**Instructions to follow**
Report all lines from the entries below in which "impl" appears.

**Given entries**
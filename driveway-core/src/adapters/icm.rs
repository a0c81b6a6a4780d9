//! Coordinator (control-plane) adapter.

use core::cell::RefCell;

use driveway_driver::{KvStore, Radio};
use driveway_util::{info, warn};
use driveway_wire::{
    ConfigWrite, Frame, MacAddr, MsgType, NetSetChan, PairAck, Role, CONFIG_KEY_CHANNEL,
};

use crate::adapters::{Identity, RoleAdapter};
use crate::peers::{is_valid_channel, PeerDb};

/// Handles pairing, channel management and channel-keyed config writes.
/// Inbound TIME_SYNC is ignored: the coordinator is the time authority.
pub struct IcmAdapter<'a, K: KvStore, R: Radio> {
    peers: &'a RefCell<PeerDb<K>>,
    radio: &'a RefCell<R>,
    id: Identity,
    /// Pairing admission stays open until this deadline passes.
    provisioning_until_ms: Option<u64>,
}

impl<'a, K: KvStore, R: Radio> IcmAdapter<'a, K, R> {
    pub fn new(peers: &'a RefCell<PeerDb<K>>, radio: &'a RefCell<R>, id: Identity) -> Self {
        IcmAdapter {
            peers,
            radio,
            id,
            provisioning_until_ms: None,
        }
    }

    /// Opens the provisioning window for `window_ms`. Re-opening extends it.
    pub fn open_provisioning(&mut self, now_ms: u64, window_ms: u32) {
        self.provisioning_until_ms = Some(now_ms + u64::from(window_ms));
        info!("provisioning open for {} ms", window_ms);
    }

    pub fn close_provisioning(&mut self) {
        self.provisioning_until_ms = None;
    }

    pub fn provisioning_open(&self, now_ms: u64) -> bool {
        matches!(self.provisioning_until_ms, Some(until) if now_ms < until)
    }

    pub fn set_topo_version(&mut self, version: u16) {
        self.id.topo_ver = version;
    }

    fn pair(&mut self, frame: &Frame, now_ms: u64) -> bool {
        if !self.provisioning_open(now_ms) {
            info!("pair request denied: provisioning closed");
            return false;
        }
        let token = frame.device_token();
        if token.is_zero() {
            warn!("pair request denied: zero token");
            return false;
        }
        let hdr = frame.header();
        let Some(role) = Role::from_u8(hdr.sender_role) else {
            return false;
        };
        let name = core::str::from_utf8(frame.body()).unwrap_or("");

        let mut db = self.peers.borrow_mut();
        let mut radio = self.radio.borrow_mut();
        match db.add(&mut *radio, hdr.sender_mac, role, token, name, true) {
            Ok(_) => true,
            Err(err) => {
                warn!("pair persist failed: {:?}", err);
                false
            }
        }
    }

    fn set_channel(&mut self, channel: u8) -> Option<NetSetChan> {
        if !is_valid_channel(channel) {
            return None;
        }
        let mut db = self.peers.borrow_mut();
        let mut radio = self.radio.borrow_mut();
        db.set_channel(&mut *radio, channel).ok()?;
        Some(NetSetChan { channel })
    }
}

impl<K: KvStore, R: Radio> RoleAdapter for IcmAdapter<'_, K, R> {
    fn role(&self) -> Role {
        Role::Icm
    }

    fn handle(&mut self, _src: MacAddr, frame: &Frame, now_ms: u64) -> Option<Frame> {
        let hdr = frame.header();
        match MsgType::from_u8(hdr.msg_type)? {
            MsgType::PairReq => {
                let ok = self.pair(frame, now_ms);
                let ack = PairAck {
                    ok: ok as u8,
                    chan: self.peers.borrow().channel(),
                    reserved: 0,
                };
                self.id
                    .reply(MsgType::PairAck, hdr.seq, hdr.virt_id, now_ms, &ack.to_bytes())
            }

            MsgType::NetSetChan => {
                let req = NetSetChan::decode(frame.body())?;
                let echo = self.set_channel(req.channel)?;
                self.id
                    .reply(MsgType::NetSetChan, hdr.seq, hdr.virt_id, now_ms, &echo.to_bytes())
            }

            MsgType::ConfigWrite => {
                let cfg = ConfigWrite::decode(frame.body())?;
                if cfg.key != CONFIG_KEY_CHANNEL {
                    return None;
                }
                let channel = *cfg.data(frame.body())?.first()?;
                let echo = self.set_channel(channel)?;
                self.id
                    .reply(MsgType::NetSetChan, hdr.seq, hdr.virt_id, now_ms, &echo.to_bytes())
            }

            // The coordinator is the authority; inbound sync is noise.
            MsgType::TimeSync => None,

            _ => None,
        }
    }

    fn tick(&mut self, now_ms: u64) {
        if matches!(self.provisioning_until_ms, Some(until) if now_ms >= until) {
            self.provisioning_until_ms = None;
            info!("provisioning window closed");
        }
    }
}

#[cfg(test)]
mod tests {
    use super::*;
    use driveway_driver::{MemKv, RadioError};
    use driveway_wire::{DeviceToken, FrameFlags, Header, TopoToken, VIRT_PHY};

    struct NullRadio;
    impl Radio for NullRadio {
        fn init(&mut self, _c: u8) -> Result<(), RadioError> {
            Ok(())
        }
        fn add_peer(&mut self, _m: MacAddr, _c: u8) -> Result<(), RadioError> {
            Ok(())
        }
        fn del_peer(&mut self, _m: MacAddr) -> Result<(), RadioError> {
            Ok(())
        }
        fn set_channel(&mut self, _c: u8) -> Result<(), RadioError> {
            Ok(())
        }
        fn send(&mut self, _m: MacAddr, _f: &[u8]) -> Result<(), RadioError> {
            Ok(())
        }
    }

    const NODE_MAC: MacAddr = MacAddr([0xAA, 0xBB, 0xCC, 0xDD, 0xEE, 0x01]);
    const NODE_TOKEN: DeviceToken = DeviceToken([0x11; 16]);

    fn identity() -> Identity {
        Identity::new(
            DeviceToken([0xA0; 16]),
            Some(TopoToken([0xB0; 16])),
            MacAddr([0x10, 0, 0, 0, 0, 1]),
            Role::Icm,
            1,
        )
    }

    fn pair_req(seq: u16, token: DeviceToken, name: &str) -> Frame {
        let mut hdr = Header::new(MsgType::PairReq, FrameFlags::empty(), seq);
        hdr.sender_mac = NODE_MAC;
        hdr.sender_role = Role::Rel.as_u8();
        Frame::compose(&hdr, &token, None, name.as_bytes()).unwrap()
    }

    fn config_write(key: [u8; 6], data: &[u8], seq: u16) -> Frame {
        let cfg = ConfigWrite {
            key,
            len: data.len() as u16,
        };
        let mut body = std::vec::Vec::new();
        body.extend_from_slice(&cfg.to_bytes());
        body.extend_from_slice(data);

        let mut hdr = Header::new(MsgType::ConfigWrite, FrameFlags::HAS_TOPO, seq);
        hdr.sender_mac = MacAddr([0x10, 0, 0, 0, 0, 1]);
        hdr.sender_role = Role::Icm.as_u8();
        Frame::compose(&hdr, &DeviceToken([0xA0; 16]), Some(&TopoToken([0xB0; 16])), &body).unwrap()
    }

    #[test]
    fn pair_succeeds_inside_the_window() {
        let peers = RefCell::new(PeerDb::load(MemKv::new()));
        let radio = RefCell::new(NullRadio);
        let mut icm = IcmAdapter::new(&peers, &radio, identity());
        icm.open_provisioning(0, 30_000);

        let reply = icm.handle(NODE_MAC, &pair_req(7, NODE_TOKEN, "relayA"), 100).unwrap();
        assert_eq!(reply.header().msg_type, MsgType::PairAck.as_u8());
        assert_eq!(reply.seq(), 7);

        let ack = PairAck::decode(reply.body()).unwrap();
        assert_eq!(ack.ok, 1);
        assert_eq!(ack.chan, peers.borrow().channel());

        let db = peers.borrow();
        let peer = db.find_by_mac(NODE_MAC).unwrap();
        assert_eq!(peer.role, Role::Rel);
        assert_eq!(peer.name.as_str(), "relayA");
        assert_eq!(peer.token, NODE_TOKEN);
        assert!(peer.enabled);
    }

    #[test]
    fn pair_denied_when_closed_or_tokenless() {
        let peers = RefCell::new(PeerDb::load(MemKv::new()));
        let radio = RefCell::new(NullRadio);
        let mut icm = IcmAdapter::new(&peers, &radio, identity());

        // Window never opened.
        let reply = icm.handle(NODE_MAC, &pair_req(1, NODE_TOKEN, "x"), 0).unwrap();
        assert_eq!(PairAck::decode(reply.body()).unwrap().ok, 0);
        assert!(peers.borrow().find_by_mac(NODE_MAC).is_none());

        // Open, but the token is all zeroes.
        icm.open_provisioning(0, 1_000);
        let reply = icm
            .handle(NODE_MAC, &pair_req(2, DeviceToken([0; 16]), "x"), 10)
            .unwrap();
        assert_eq!(PairAck::decode(reply.body()).unwrap().ok, 0);

        // The window expires via tick().
        icm.tick(5_000);
        let reply = icm.handle(NODE_MAC, &pair_req(3, NODE_TOKEN, "x"), 5_001).unwrap();
        assert_eq!(PairAck::decode(reply.body()).unwrap().ok, 0);
    }

    #[test]
    fn net_set_chan_validates_and_echoes() {
        let peers = RefCell::new(PeerDb::load(MemKv::new()));
        let radio = RefCell::new(NullRadio);
        let mut icm = IcmAdapter::new(&peers, &radio, identity());

        let mut hdr = Header::new(MsgType::NetSetChan, FrameFlags::empty(), 9);
        hdr.sender_mac = MacAddr([0x10, 0, 0, 0, 0, 1]);
        hdr.sender_role = Role::Icm.as_u8();
        let req = Frame::compose(
            &hdr,
            &DeviceToken([0xA0; 16]),
            None,
            &NetSetChan { channel: 11 }.to_bytes(),
        )
        .unwrap();

        let reply = icm.handle(NODE_MAC, &req, 0).unwrap();
        assert_eq!(reply.header().msg_type, MsgType::NetSetChan.as_u8());
        assert_eq!(reply.seq(), 9);
        assert_eq!(NetSetChan::decode(reply.body()).unwrap().channel, 11);
        assert_eq!(peers.borrow().channel(), 11);

        // Channel 14 is out of range: no reply at all.
        let req = Frame::compose(
            &hdr,
            &DeviceToken([0xA0; 16]),
            None,
            &NetSetChan { channel: 14 }.to_bytes(),
        )
        .unwrap();
        assert!(icm.handle(NODE_MAC, &req, 0).is_none());
        assert_eq!(peers.borrow().channel(), 11);
    }

    #[test]
    fn config_write_chan_key_sets_the_channel() {
        let peers = RefCell::new(PeerDb::load(MemKv::new()));
        let radio = RefCell::new(NullRadio);
        let mut icm = IcmAdapter::new(&peers, &radio, identity());

        let reply = icm
            .handle(NODE_MAC, &config_write(CONFIG_KEY_CHANNEL, &[0x0B], 21), 0)
            .unwrap();
        assert_eq!(reply.header().msg_type, MsgType::NetSetChan.as_u8());
        assert_eq!(reply.seq(), 21);
        assert_eq!(NetSetChan::decode(reply.body()).unwrap().channel, 11);
        assert_eq!(peers.borrow().channel(), 11);

        // Foreign keys are not this adapter's business.
        assert!(icm
            .handle(NODE_MAC, &config_write(*b"MISC__", &[1], 22), 0)
            .is_none());
    }

    #[test]
    fn inbound_time_sync_is_ignored() {
        let peers = RefCell::new(PeerDb::load(MemKv::new()));
        let radio = RefCell::new(NullRadio);
        let mut icm = IcmAdapter::new(&peers, &radio, identity());

        let mut hdr = Header::new(MsgType::TimeSync, FrameFlags::empty(), 1);
        hdr.sender_role = Role::Icm.as_u8();
        let frame = Frame::compose(&hdr, &DeviceToken([0xA0; 16]), None, &[0u8; 12]).unwrap();
        assert!(icm.handle(NODE_MAC, &frame, 0).is_none());
    }

    #[test]
    fn virt_id_is_echoed() {
        let peers = RefCell::new(PeerDb::load(MemKv::new()));
        let radio = RefCell::new(NullRadio);
        let mut icm = IcmAdapter::new(&peers, &radio, identity());
        icm.open_provisioning(0, 1_000);

        let reply = icm.handle(NODE_MAC, &pair_req(4, NODE_TOKEN, "n"), 1).unwrap();
        assert_eq!(reply.header().virt_id, VIRT_PHY);
    }
}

**Reply**
impl<'a, K: KvStore, R: Radio> IcmAdapter<'a, K, R> {
impl<K: KvStore, R: Radio> RoleAdapter for IcmAdapter<'_, K, R> {
    impl Radio for NullRadio {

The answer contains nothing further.